AI layoff wave raises morale concerns despite monday.com growth
AI cutbacks are colliding with solid growth, and monday.com’s expansion makes the morale question harder to dismiss. Employees are watching where the productivity gains go.

The hardest part of the current AI layoff wave is not the math, it is the message. Companies are still posting strong profits and revenue, yet they are cutting people and pointing to AI as the reason, leaving employees to wonder whether the technology is driving real productivity or just providing cover for smaller teams. For monday.com, that tension lands directly on engineers, product managers, sales reps and operations staff who are being asked to build faster while reading every AI push through a labor-market lens.
monday.com’s own numbers cut against the panic narrative. On Feb. 9, the company said fiscal 2025 revenue reached $1.232 billion, up 27% from a year earlier, with a non-GAAP operating margin of 14%. Co-CEOs Roy Mann and Eran Zinman said AI products were seeing strong adoption, while CFO Eliran Glazer pointed to record non-GAAP operating profit and cash generation. The company also said monday vibe became the fastest product in its history to top $1 million in annual recurring revenue.

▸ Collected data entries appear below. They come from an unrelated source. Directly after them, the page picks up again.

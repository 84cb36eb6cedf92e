mod args;
mod report;

use clap::Parser;
use log::{debug, warn};
use snafu::ErrorCompat;

use crate::args::Args;

fn main() {
    let args = Args::parse();

    let default_level = if args.verbose { "debug" } else { "info" };
    env_logger::Builder::from_env(env_logger::Env::default().default_filter_or(default_level))
        .init();
    debug!("args: {:?}", args);

    if let Err(e) = report::run(&args) {
        warn!("Error occured {:?}", e);
        eprintln!("An error occured {}", e);
        if let Some(bt) = ErrorCompat::backtrace(&e) {
            eprintln!("trace: {}", bt);
        }
        std::process::exit(1);
    }
}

The growth is still showing up in the customer base and the payroll. monday.com said it had more than 250,000 customers worldwide as of Dec. 31, 2025, 4,547 customers spending more than $50,000 in annual recurring revenue as of March 31, 2026, and 3,211 employees on that same date. Revelio Labs put the company at about 3,044 employees in December 2025, up from 2,247 in 2024 and 1,714 in 2023, while active job postings rose to 1,165 in 2025 from 402 a year earlier. In other words, monday.com is still expanding while much of tech is talking as if automation and headcount cuts are the same story.

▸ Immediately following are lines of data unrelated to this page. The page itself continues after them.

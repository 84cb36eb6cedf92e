mod document;
mod locator;
pub mod manual;
mod path;
mod render;
mod template;

use log::{debug, info};
use serde::Serialize;

pub use crate::document::*;
pub use crate::locator::*;
pub use crate::path::*;
pub use crate::render::*;
pub use crate::template::*;

// ******** Views *********

#[derive(PartialEq, Debug, Clone, Serialize)]
#[serde(rename_all = "camelCase")]
pub struct RenderedView {
    /// The key that was asked for.
    pub key: String,
    /// The key actually rendered. Differs from `key` when a section opens on
    /// its first subsection.
    pub resolved_key: String,
    pub section_id: String,
    #[serde(skip_serializing_if = "Option::is_none")]
    pub title: Option<String>,
    pub components: Vec<ResolvedComponent>,
}

/// The result of resolving a navigation key.
#[derive(PartialEq, Debug, Clone, Serialize)]
#[serde(tag = "status", rename_all = "camelCase")]
pub enum ViewOutcome {
    Rendered(RenderedView),
    NotFound(NotFound),
}

/// Resolves a navigation key into components ready for rendering, reporting
/// problems through the `log` facade.
///
/// ```
/// use report_schema::*;
/// use serde_json::json;
///
/// let doc = Document::from_value(json!({
///     "metadata": {"version": "1", "language": "en", "surveyId": "demo"},
///     "sections": [{"id": "summary", "subsections": [
///         {"id": "summary-nps", "data": {"nps": 31}, "components": [
///             {"type": "card", "title": "NPS {{sectionData.nps}}"}
///         ]}
///     ]}]
/// }));
///
/// match resolve_view(&doc, "summary", &RenderSettings::default()) {
///     ViewOutcome::Rendered(view) => {
///         assert_eq!(view.resolved_key, "summary-nps");
///         assert_eq!(view.components[0].title.as_deref(), Some("NPS 31"));
///     }
///     ViewOutcome::NotFound(nf) => panic!("{}", nf),
/// }
/// ```
pub fn resolve_view(document: &Document, active_key: &str, settings: &RenderSettings) -> ViewOutcome {
    resolve_view_with(document, active_key, settings, Some(&LogDiagnostics))
}

/// Same as [resolve_view] with an explicit diagnostics receiver.
pub fn resolve_view_with(
    document: &Document,
    active_key: &str,
    settings: &RenderSettings,
    diagnostics: Option<&dyn Diagnostics>,
) -> ViewOutcome {
    info!("resolve_view: key {:?}", active_key);
    let location = match locate(document, active_key) {
        Ok(l) => l,
        Err(nf) => {
            info!("resolve_view: {}", nf);
            return ViewOutcome::NotFound(nf);
        }
    };

    let section = location.section;
    if !has_renderable_schema(document, &section.id) {
        info!(
            "resolve_view: section {:?} has nothing to render",
            section.id
        );
        return ViewOutcome::NotFound(NotFound {
            key: active_key.to_string(),
            section_id: Some(section.id.clone()),
        });
    }

    let scope = RenderScope::for_location(document, &location);
    let nodes = components_for(&location);
    debug!(
        "resolve_view: {:?} -> {:?} with {} components",
        active_key,
        location.key(),
        nodes.len()
    );
    let components = SectionRenderer::new(settings, diagnostics).render(&nodes, &scope);

    let title = match location.target {
        Target::Subsection(s) => s.name.clone(),
        Target::Question(q) => q.text.clone(),
        Target::Attribute(a) => a.name.clone(),
        Target::Section => section.name.clone(),
    }
    .map(|t| resolve_template(&t, &scope, diagnostics));

    ViewOutcome::Rendered(RenderedView {
        key: active_key.to_string(),
        resolved_key: location.key(),
        section_id: section.id.clone(),
        title,
        components,
    })
}

// ******** Navigation *********

/// One entry of the navigation tree.
#[derive(Eq, PartialEq, Debug, Clone, Serialize)]
pub struct NavEntry {
    /// The navigation key of the entry.
    pub id: String,
    #[serde(skip_serializing_if = "Option::is_none")]
    pub name: Option<String>,
    #[serde(skip_serializing_if = "Option::is_none")]
    pub icon: Option<String>,
    #[serde(skip_serializing_if = "Vec::is_empty")]
    pub children: Vec<NavEntry>,
}

fn nav_children(section: &Section) -> Vec<NavEntry> {
    if let Some(subs) = declared_subsections(section) {
        return by_index(subs)
            .into_iter()
            .map(|s| NavEntry {
                id: s.id.clone(),
                name: s.name.clone(),
                icon: s.icon.clone(),
                children: Vec::new(),
            })
            .collect();
    }
    match section.kind {
        SectionKind::Responses => by_index(&section.questions)
            .into_iter()
            .map(|q| NavEntry {
                id: format!("{}{}", RESPONSES_PREFIX, q.id),
                name: q.text.clone(),
                icon: None,
                children: Vec::new(),
            })
            .collect(),
        SectionKind::Attributes => by_index(&section.navigable_attributes())
            .into_iter()
            .map(|a| NavEntry {
                id: format!("{}{}", ATTRIBUTES_PREFIX, a.id),
                name: a.name.clone(),
                icon: a.icon.clone(),
                children: Vec::new(),
            })
            .collect(),
        SectionKind::Standard => Vec::new(),
    }
}

/// The navigation tree: sections in display order, each with its children.
///
/// Section and subsection names are looked up as localized texts when they
/// are written as `{{uiTexts.*}}` templates.
pub fn navigation(document: &Document) -> Vec<NavEntry> {
    document
        .sections_by_index()
        .into_iter()
        .map(|s| {
            let mut children = nav_children(s);
            for c in children.iter_mut() {
                c.name = c
                    .name
                    .as_deref()
                    .map(|n| resolve_template(n, document, Some(&LogDiagnostics)));
            }
            NavEntry {
                id: s.id.clone(),
                name: s
                    .name
                    .as_deref()
                    .map(|n| resolve_template(n, document, Some(&LogDiagnostics))),
                icon: s.icon.clone(),
                children,
            }
        })
        .collect()
}

/// The key to show when nothing has been selected yet.
pub fn default_key(document: &Document) -> Option<String> {
    document.sections_by_index().first().map(|s| s.id.clone())
}

#[cfg(test)]
mod tests {
    use super::*;
    use serde_json::json;
    use std::cell::RefCell;

    fn init_logger() {
        let _ = env_logger::builder().is_test(true).try_init();
    }

    fn report() -> Document {
        Document::from_value(json!({
            "metadata": {"version": "4.0", "language": "en", "surveyId": "cs-2024"},
            "uiTexts": {"sections": {"summary": "Summary"}, "labels": {"score": "Score"}},
            "surveyInfo": {"name": "Customer survey", "respondents": 250},
            "sections": [
                {"id": "responses", "index": 3, "name": "Responses",
                 "questions": [{"id": 42, "index": 1, "text": "How likely?", "distribution": [1, 2, 3]}]},
                {"id": "summary", "index": 1, "name": "{{uiTexts.sections.summary}}", "subsections": [
                    {"id": "summary-overview", "index": 1, "name": "Overview",
                     "data": {"nps": 12, "empty": null},
                     "components": [
                        {"type": "card", "index": 1, "title": "{{uiTexts.labels.score}}",
                         "text": "{{sectionData.nps}} of {{surveyInfo.respondents}}",
                         "dataPath": "sectionData.nps",
                         "components": [
                            {"type": "table", "dataPath": "sectionData.empty"},
                            {"type": "chart", "dataPath": "sectionData.missing"}
                         ]}
                     ]}
                ]},
                {"id": "legacy", "index": 2, "name": "Legacy",
                 "data": {"renderSchema": {"subsections": [
                    {"id": "legacy-one", "components": [{"type": "text", "text": "{{surveyInfo.name}}"}]}
                 ]}}},
                {"id": "placeholder", "index": 4}
            ]
        }))
    }

    fn rendered(outcome: ViewOutcome) -> RenderedView {
        match outcome {
            ViewOutcome::Rendered(v) => v,
            ViewOutcome::NotFound(nf) => panic!("not found: {}", nf),
        }
    }

    #[test]
    fn renders_first_subsection_of_section() {
        init_logger();
        let doc = report();
        let view = rendered(resolve_view(&doc, "summary", &RenderSettings::default()));
        assert_eq!(view.resolved_key, "summary-overview");
        assert_eq!(view.section_id, "summary");
        assert_eq!(view.title.as_deref(), Some("Overview"));
        let card = &view.components[0];
        assert_eq!(card.title.as_deref(), Some("Score"));
        assert_eq!(card.text.as_deref(), Some("12 of 250"));
        assert_eq!(card.data, Some(json!(12)));
        assert_eq!(card.components[0].data, Some(serde_json::Value::Null));
        assert_eq!(card.components[1].data, None);
    }

    #[test]
    fn renders_legacy_and_dynamic_views() {
        init_logger();
        let doc = report();
        let view = rendered(resolve_view(&doc, "legacy", &RenderSettings::default()));
        assert_eq!(view.resolved_key, "legacy-one");
        assert_eq!(view.components[0].text.as_deref(), Some("Customer survey"));

        let view = rendered(resolve_view(&doc, "responses", &RenderSettings::default()));
        assert_eq!(view.resolved_key, "responses-42");
        assert_eq!(view.title.as_deref(), Some("How likely?"));
        assert_eq!(view.components[0].component_type, QUESTION_RESULTS_TYPE);
        assert_eq!(view.components[0].data.as_ref().unwrap()["distribution"], json!([1, 2, 3]));
    }

    #[test]
    fn not_found_views() {
        init_logger();
        let doc = report();
        assert_eq!(
            resolve_view(&doc, "placeholder", &RenderSettings::default()),
            ViewOutcome::NotFound(NotFound {
                key: "placeholder".to_string(),
                section_id: Some("placeholder".to_string())
            })
        );
        assert_eq!(
            resolve_view(&doc, "responses-17", &RenderSettings::default()),
            ViewOutcome::NotFound(NotFound {
                key: "responses-17".to_string(),
                section_id: Some("responses".to_string())
            })
        );
        let empty = Document::from_value(json!("not a document"));
        assert_eq!(
            resolve_view(&empty, "summary", &RenderSettings::default()),
            ViewOutcome::NotFound(NotFound {
                key: "summary".to_string(),
                section_id: None
            })
        );
    }

    #[test]
    fn resolution_is_idempotent() {
        let doc = report();
        let before = doc.clone();
        let settings = RenderSettings::default();
        for key in ["summary", "summary-overview", "legacy-one", "responses-42", "nope"] {
            assert_eq!(
                resolve_view(&doc, key, &settings),
                resolve_view(&doc, key, &settings)
            );
        }
        assert_eq!(doc, before);
    }

    #[test]
    fn diagnostics_are_optional() {
        struct Count(RefCell<usize>);
        impl Diagnostics for Count {
            fn warn(&self, _message: &str, _context: &serde_json::Value) {
                *self.0.borrow_mut() += 1;
            }
        }
        let doc = Document::from_value(json!({
            "sections": [{"id": "s", "components": [{"type": "text", "text": "{{uiTexts.none}}"}]}]
        }));
        let settings = RenderSettings::default();
        let count = Count(RefCell::new(0));
        let with = resolve_view_with(&doc, "s", &settings, Some(&count));
        let without = resolve_view_with(&doc, "s", &settings, None);
        assert_eq!(with, without);
        assert_eq!(*count.0.borrow(), 1);
    }

    #[test]
    fn navigation_tree() {
        let doc = report();
        let nav = navigation(&doc);
        let ids: Vec<&str> = nav.iter().map(|e| e.id.as_str()).collect();
        assert_eq!(ids, vec!["summary", "legacy", "responses", "placeholder"]);
        assert_eq!(nav[0].name.as_deref(), Some("Summary"));
        assert_eq!(nav[0].children[0].id, "summary-overview");
        assert_eq!(nav[1].children[0].id, "legacy-one");
        assert_eq!(nav[2].children[0].id, "responses-42");
        assert!(nav[3].children.is_empty());
        assert_eq!(default_key(&doc), Some("summary".to_string()));
    }

    #[test]
    fn outcome_json_shape() {
        let doc = report();
        let js = serde_json::to_value(resolve_view(&doc, "nope", &RenderSettings::default())).unwrap();
        assert_eq!(js, json!({"status": "notFound", "key": "nope", "sectionId": null}));
    }
}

That makes the company’s AI roadmap more than a product update. On July 10, 2025, monday.com introduced monday magic, monday vibe and monday sidekick. Then on May 11, it said it had launched an AI work platform with native agents and reported first-quarter 2026 revenue of $351.3 million, up 24% year over year, with net dollar retention at 110%. The product strategy is now tied to a common AI layer across work management, CRM, service and dev tools, which means the people who can turn AI into usable workflow automation will matter more than ever.
For managers, the real challenge is credibility. Employees will keep asking whether AI spending is meant to create new revenue and better products, or simply justify doing the same work with fewer people. That question is not abstract anymore. It is shaping how workers judge stability, internal mobility and whether the companies promising an AI future are still willing to invest in the people who have to build it.